A 2021 report by the Israel Democracy Institute found significant social and economic gaps between Jewish and Arab citizens, with poverty among Arabs more than three times higher.
Arabs are mainly employed in low-income industrial jobs, the report said. They tend to live in overcrowded towns and villages with infrastructure deficiencies and poorer-funded schools.
The danger of weaker oversight on the executive is clear to Palestinian citizens, particularly under a government that has expanded settlements in the occupied West Bank and is made up of senior ministers who whip up sentiment against them, lawmaker Aida Touma-Sliman of the Arab-Jewish Hadash party told Reuters.
Earlier this year the U.S. condemned as incitement to violence comments by Finance Minister Bezalel Smotrich that a Palestinian village in the West Bank must be “erased” by Israel.
But many are remaining on the sidelines, Touma-Sliman said, as they do not see themselves reflected in a protest movement infused with nationalist and militaristic symbols.
Instead, Palestinian citizens have for months been mobilizing to address a different crisis: record levels of criminal violence rocking their communities.
At least 130 Arab citizens have been killed in crime-related shootings since January, twice the fatalities over the same period last year, according to data gathered by an advocacy group campaigning against the violence.
It is not only the climbing death toll but the paralysing effect organised crime groups have on local communities, who no longer feel safe, said Touma-Sliman.

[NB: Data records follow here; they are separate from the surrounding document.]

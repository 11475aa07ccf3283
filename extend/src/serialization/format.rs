//
// Copyright 2026 Hans W. Uhlig. All Rights Reserved.
//
// Licensed under the Apache License, Version 2.0 (the "License");
// you may not use this file except in compliance with the License.
// You may obtain a copy of the License at
//
//      http://www.apache.org/licenses/LICENSE-2.0
//
// Unless required by applicable law or agreed to in writing, software
// distributed under the License is distributed on an "AS IS" BASIS,
// WITHOUT WARRANTIES OR CONDITIONS OF ANY KIND, either express or implied.
// See the License for the specific language governing permissions and
// limitations under the License.
//

use crate::serialization::{
    DeserializationError, JsonSerializer, PostcardSerializer, SerializationError, Serializer,
};

/// The serializer attached to a Channel.
///
/// A closed set of the formats shipped with the crate, usable where a
/// `dyn Serializer` would be wanted.
#[derive(Clone, Debug)]
pub enum SerializerFormat {
    /// JSON payloads.
    Json(JsonSerializer),
    /// Postcard payloads.
    Postcard(PostcardSerializer),
}

impl SerializerFormat {
    /// Compact JSON.
    pub fn json() -> Self {
        Self::Json(JsonSerializer::new())
    }

    /// Postcard without a size limit.
    pub fn postcard() -> Self {
        Self::Postcard(PostcardSerializer::new())
    }

    /// Looks a format up by its [`Serializer::name`].
    pub fn from_name(name: &str) -> Option<Self> {
        match name {
            "json" => Some(Self::json()),
            "postcard" => Some(Self::postcard()),
            _ => None,
        }
    }
}

impl Default for SerializerFormat {
    fn default() -> Self {
        Self::json()
    }
}

impl Serializer for SerializerFormat {
    fn serialize<T>(&self, value: &T) -> Result<Vec<u8>, SerializationError>
    where
        T: serde::Serialize + ?Sized,
    {
        match self {
            Self::Json(s) => s.serialize(value),
            Self::Postcard(s) => s.serialize(value),
        }
    }

    fn deserialize<T>(&self, bytes: &[u8]) -> Result<T, DeserializationError>
    where
        T: serde::de::DeserializeOwned,
    {
        match self {
            Self::Json(s) => s.deserialize(bytes),
            Self::Postcard(s) => s.deserialize(bytes),
        }
    }

    fn name(&self) -> &'static str {
        match self {
            Self::Json(s) => s.name(),
            Self::Postcard(s) => s.name(),
        }
    }
}
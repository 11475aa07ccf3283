//
// Copyright 2026 Hans W. Uhlig. All Rights Reserved.
//
// Licensed under the Apache License, Version 2.0 (the "License");
// you may not use this file except in compliance with the License.
// You may obtain a copy of the License at
//
//      http://www.apache.org/licenses/LICENSE-2.0
//
// Unless required by applicable law or agreed to in writing, software
// distributed under the License is distributed on an "AS IS" BASIS,
// WITHOUT WARRANTIES OR CONDITIONS OF ANY KIND, either express or implied.
// See the License for the specific language governing permissions and
// limitations under the License.
//

//! Frame transport between Peers.
//!
//! The messaging core never touches sockets. A [`Transport`] accepts encoded
//! frames addressed to a channel id; inbound frames arrive on the receiving
//! half of a [`Link`]. [`MemoryTransport`] connects two in-process Peers.

use crate::channel::ChannelId;
use parking_lot::Mutex;
use std::fmt;
use std::sync::Arc;
use thiserror::Error;
use tokio::sync::mpsc;

/// One encoded message addressed to a Channel.
#[derive(Debug, Clone, PartialEq, Eq)]
pub struct Frame {
    /// The Channel the message belongs to.
    pub channel_id: ChannelId,
    /// The encoded message.
    pub bytes: Vec<u8>,
}

impl Frame {
    /// Creates a frame.
    pub fn new(channel_id: ChannelId, bytes: Vec<u8>) -> Self {
        Self { channel_id, bytes }
    }
}

/// Errors raised while moving frames.
#[derive(Debug, Clone, PartialEq, Eq, Error)]
pub enum TransportError {
    /// The transport has been closed locally or by the peer.
    #[error("transport closed")]
    Closed,
}

/// Outbound half of a link to a peer.
pub trait Transport: Send + Sync + 'static {
    /// Queues `frame` for the peer. Must not block.
    fn send(&self, frame: Frame) -> Result<(), TransportError>;

    /// Closes the outbound half. The peer's inbound stream ends once the
    /// frames already sent have been delivered.
    fn close(&self);

    /// Returns `true` once closed.
    fn is_closed(&self) -> bool;
}

/// Both halves of a link: where to send, and where inbound frames arrive.
pub struct Link {
    /// Outbound half.
    pub transport: Arc<dyn Transport>,
    /// Inbound frames, in the order the peer sent them.
    pub inbound: mpsc::UnboundedReceiver<Frame>,
}

impl fmt::Debug for Link {
    fn fmt(&self, f: &mut fmt::Formatter<'_>) -> fmt::Result {
        f.debug_struct("Link")
            .field("closed", &self.transport.is_closed())
            .finish_non_exhaustive()
    }
}

/// In-process transport backed by an unbounded Tokio channel.
///
/// ```rust
/// use extend::channel::ChannelId;
/// use extend::peer::{Frame, MemoryTransport};
///
/// let (left, mut right) = MemoryTransport::pair();
/// left.transport.send(Frame::new(ChannelId::CONTROL, vec![1, 2, 3])).unwrap();
/// assert_eq!(right.inbound.try_recv().unwrap().bytes, vec![1, 2, 3]);
/// ```
#[derive(Debug)]
pub struct MemoryTransport {
    outbound: Mutex<Option<mpsc::UnboundedSender<Frame>>>,
}

impl MemoryTransport {
    /// Creates two connected links.
    pub fn pair() -> (Link, Link) {
        let (to_right, right_inbound) = mpsc::unbounded_channel();
        let (to_left, left_inbound) = mpsc::unbounded_channel();
        let left = Link {
            transport: Arc::new(MemoryTransport {
                outbound: Mutex::new(Some(to_right)),
            }),
            inbound: left_inbound,
        };
        let right = Link {
            transport: Arc::new(MemoryTransport {
                outbound: Mutex::new(Some(to_left)),
            }),
            inbound: right_inbound,
        };
        (left, right)
    }
}

impl Transport for MemoryTransport {
    fn send(&self, frame: Frame) -> Result<(), TransportError> {
        match self.outbound.lock().as_ref() {
            Some(outbound) => outbound.send(frame).map_err(|_| TransportError::Closed),
            None => Err(TransportError::Closed),
        }
    }

    fn close(&self) {
        self.outbound.lock().take();
    }

    fn is_closed(&self) -> bool {
        self.outbound
            .lock()
            .as_ref()
            .is_none_or(|outbound| outbound.is_closed())
    }
}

Community leaders and members have urged the prime minister to take action, accusing the government and police of systemic neglect. Netanyahu, in a rare statement following the killing of five people on a single day in June, said the government “was determined to fight organised crime and restore quiet.”
“The Palestinian community is trying to fight for survival,” said Touma-Sliman. “The top priority for Palestinians at this point is to live. The top priority for the protesters, the Jewish protesters, is to live in democracy.”